***** SUPPLIED INFORMATION *****
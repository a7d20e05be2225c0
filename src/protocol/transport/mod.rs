//! OpenLCB CAN transport layer: CAN frame representations, 29-bit identifier
//! management, datagram framing and reassembly, and bus abstraction traits.
//!
//! ## Datagram Timing Constants
//!
//! These constants define the default timeouts of the datagram send flow.
//! Both can be overridden at runtime through
//! [`DatagramConfig`](crate::protocol::datagram::config::DatagramConfig).

pub mod can_frame;
pub mod can_id;
pub mod datagram;
pub mod traits;

/// Default time a send flow waits for Datagram Received OK / Datagram
/// Rejected after its last frame went out (ms).
///
/// # Timeout rationale
///
/// A receiving node answers as soon as the datagram is reassembled and its
/// handler ran. On a 125 kbps LCC bus the answer frame itself takes under
/// 1 ms; the budget covers handler latency and bus contention. When it
/// expires the flow reports `TIMEOUT | PERMANENT_ERROR`.
pub const DATAGRAM_RESPONSE_TIMEOUT_MS: u32 = 500;

/// Default time spent looking up the alias of a destination known only by
/// node id (ms).
///
/// The first half waits for an Alias Map Definition answering the Alias
/// Mapping Enquiry; the second half waits for a Verified Node ID answering
/// Verify Node ID Global. When it expires the flow reports
/// `DST_NOT_FOUND | PERMANENT_ERROR` without sending any datagram frame.
pub const ALIAS_RESOLUTION_TIMEOUT_MS: u32 = 1000;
*****
Copy out exactly the lines from the line with "known only by" to the end of the listing, including both of those lines, and give nothing else.

RESULT OF THIS EXERCISE:
/// Default time spent looking up the alias of a destination known only by
/// node id (ms).
///
/// The first half waits for an Alias Map Definition answering the Alias
/// Mapping Enquiry; the second half waits for a Verified Node ID answering
/// Verify Node ID Global. When it expires the flow reports
/// `DST_NOT_FOUND | PERMANENT_ERROR` without sending any datagram frame.
pub const ALIAS_RESOLUTION_TIMEOUT_MS: u32 = 1000;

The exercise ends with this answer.